Three international reports have been released promoting Genetically Engineered (GE) food in the lead up to WSSD. Each report is funded by parties with a vested interest for the success of GE food.

African nations have united against this biased research:

1. World Food Programme Report saying GE Food Aid should be accepted.

2. WTO - WHO Report saying GE is not harmful.

3. UN Economic Commission for Africa is pro GE farming and medicine.

Africa's Response:

  • Uganda and Tanzania have both offered Zambia GE free food. They argue that there is enough food in Africa to help Zambia. However, ineffective infrastructure hampers distribution of this food to drought-stricken areas.
  • The US is disposing of its rejected food on Africa.
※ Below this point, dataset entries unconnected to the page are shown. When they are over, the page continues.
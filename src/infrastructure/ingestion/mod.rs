//! Document ingestion infrastructure
//!
//! This module provides implementations for document parsing, chunking,
//! and the ingestion pipeline.

pub mod chunkers;
pub mod factory;
pub mod parsers;
pub mod pipeline;

// Re-export parsers
pub use parsers::{PdfParser, PlainTextParser};

// Re-export chunkers
pub use chunkers::SlidingWindowChunker;

// Re-export factories
pub use factory::{ChunkerFactory, ParserFactory};

// Re-export pipeline
pub use pipeline::IngestionPipeline;
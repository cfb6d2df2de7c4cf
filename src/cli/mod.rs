//! CLI module for Lumina RAG
//!
//! - `serve`: run the HTTP server
//! - `doctor`: check that the embedding and completion backends answer

pub mod doctor;
pub mod serve;

use clap::{Parser, Subcommand};

/// Lumina RAG - ask questions about your PDF documents with a local model
#[derive(Parser)]
#[command(name = "lumina-rag")]
#[command(version, about, long_about = None)]
pub struct Cli {
    #[command(subcommand)]
    pub command: Command,
}

#[derive(Subcommand)]
pub enum Command {
    /// Run the HTTP server
    Serve(serve::ServeArgs),

    /// Probe the configured embedding and completion backends
    Doctor(doctor::DoctorArgs),
}
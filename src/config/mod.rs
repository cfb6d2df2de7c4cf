//! Layered application configuration

mod app_config;

pub use app_config::{
    AppConfig, ChunkingSection, EmbeddingBackend, EmbeddingSection, IngestionSection,
    LlmSection, LogFormat, LoggingConfig, PromptSection, QuerySection, RetrievalSection,
    ServerConfig,
};
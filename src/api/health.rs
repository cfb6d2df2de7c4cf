//! Health check endpoints for container probes

use axum::{extract::State, http::StatusCode, response::IntoResponse};
use serde::Serialize;

use crate::api::types::Json;
use crate::domain::SimilarityMetric;

use super::state::AppState;

/// Health response for `/health`
#[derive(Serialize)]
pub struct HealthResponse {
    pub status: HealthStatus,
    pub version: String,
}

#[derive(Serialize, Clone, Copy, PartialEq, Eq, Debug)]
#[serde(rename_all = "lowercase")]
pub enum HealthStatus {
    Healthy,
    Unhealthy,
}

/// Readiness response with the index state
#[derive(Serialize)]
pub struct ReadyResponse {
    pub status: HealthStatus,
    pub version: String,
    pub index: IndexReadiness,
}

#[derive(Serialize)]
pub struct IndexReadiness {
    pub size: usize,
    pub documents: usize,
    #[serde(skip_serializing_if = "Option::is_none")]
    pub dimension: Option<usize>,
    pub metric: SimilarityMetric,
    pub embedding_model: String,
    pub checkpointed: bool,
}

/// Returns 200 while the process is serving requests
pub async fn health_check() -> impl IntoResponse {
    let response = HealthResponse {
        status: HealthStatus::Healthy,
        version: env!("CARGO_PKG_VERSION").to_string(),
    };

    (StatusCode::OK, Json(response))
}

/// Readiness with index size and dimension
pub async fn ready_check(State(state): State<AppState>) -> impl IntoResponse {
    let stats = state.index.stats().await;

    let response = ReadyResponse {
        status: HealthStatus::Healthy,
        version: env!("CARGO_PKG_VERSION").to_string(),
        index: IndexReadiness {
            size: stats.entries,
            documents: stats.documents,
            dimension: stats.dimensions,
            metric: stats.metric,
            embedding_model: state.embedder.model_name().to_string(),
            checkpointed: state.checkpoint.is_some(),
        },
    };

    (StatusCode::OK, Json(response))
}

pub async fn live_check() -> impl IntoResponse {
    StatusCode::OK
}
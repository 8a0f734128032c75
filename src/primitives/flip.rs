use crate::{
    primitives::{Intersect, Primitive},
    ray::{Hit, Ray},
};

/// Decorator negating the wrapped primitive's surface normal; everything
/// else passes through. Used to face walls and lights into enclosed scenes.
#[derive(Debug)]
pub struct FlipNormals {
    inner: Box<Primitive>,
}

impl FlipNormals {
    pub fn new(inner: impl Into<Primitive>) -> Self {
        Self {
            inner: Box::new(inner.into()),
        }
    }
}

impl Intersect for FlipNormals {
    fn intersection(&self, ray: Ray, t_min: f32, t_max: f32) -> Option<Hit> {
        self.inner.intersection(ray, t_min, t_max).map(|mut hit| {
            hit.normal = -hit.normal;
            hit
        })
    }
}
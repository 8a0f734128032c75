use anyhow::{anyhow, Context, Result};
use clap::Parser;
use glint::{
    cli::Args,
    config, logger,
    renderer::{render_frame, AccumBuffer, RenderOptions},
    scenes,
};
use log::{debug, info, LevelFilter};
use std::{path::Path, time::Instant};

fn main() -> Result<()> {
    let args = Args::parse();
    logger::init(if args.verbose {
        LevelFilter::Debug
    } else {
        LevelFilter::Info
    });

    if args.list_scenes {
        for name in scenes::names() {
            println!("{}", name);
        }
        return Ok(());
    }

    let mut settings = config::load(Path::new(&args.config))?;
    if let Some(scene) = args.scene {
        settings.scene = scene;
    }
    if let Some(frames) = args.frames {
        settings.frames = frames;
    }
    if let Some(output) = args.output {
        settings.output = output;
    }

    let (scene, camera) = scenes::build(&settings.scene, settings.aspect())
        .ok_or_else(|| anyhow!("Unknown scene: {} (try --list-scenes)", settings.scene))?;

    let mut buffer = AccumBuffer::new(settings.width, settings.height);
    let options = RenderOptions {
        max_depth: settings.max_ray_depth,
        seed: settings.seed,
    };

    info!(
        "Rendering {} at {}x{}, {} frames, {} workers",
        settings.scene,
        settings.width,
        settings.height,
        settings.frames,
        rayon::current_num_threads()
    );

    let start = Instant::now();
    let mut total_rays = 0u64;

    for frame in 0..settings.frames {
        let rays = render_frame(&scene, &camera, &mut buffer, u64::from(frame), &options);
        total_rays += rays;
        debug!("Frame {}/{}: {} rays", frame + 1, settings.frames, rays);
    }

    let elapsed = start.elapsed();
    let mrays = total_rays as f64 / 1_000_000.0;
    info!(
        "Accumulated {} samples/pixel in {:.2?} ({:.2}M rays, {:.2}M rays/s)",
        buffer.samples(),
        elapsed,
        mrays,
        mrays / elapsed.as_secs_f64()
    );

    image::save_buffer(
        &settings.output,
        &buffer.to_rgb8(),
        settings.width,
        settings.height,
        image::ColorType::Rgb8,
    )
    .with_context(|| format!("Failed to write image: {}", settings.output))?;

    info!("Wrote {}", settings.output);

    Ok(())
}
Africa will not allow itself to become a dumping ground. This is another form of colonisation: first through slavery, then economic colonisation and now the control of food and medicine through GE, creating total dependency through patented and terminated seed and medicines.
  • Food crops given as aid are often planted. This leads to contamination as Mexico has experienced. There must be solidarity across Africa for strict controls and decisions.

Solutions to Africa's regular droughts are not food aid from the North nor technology.
It is:

o Enhancing traditional systems of food production where farmers control their own diverse livelihood systems.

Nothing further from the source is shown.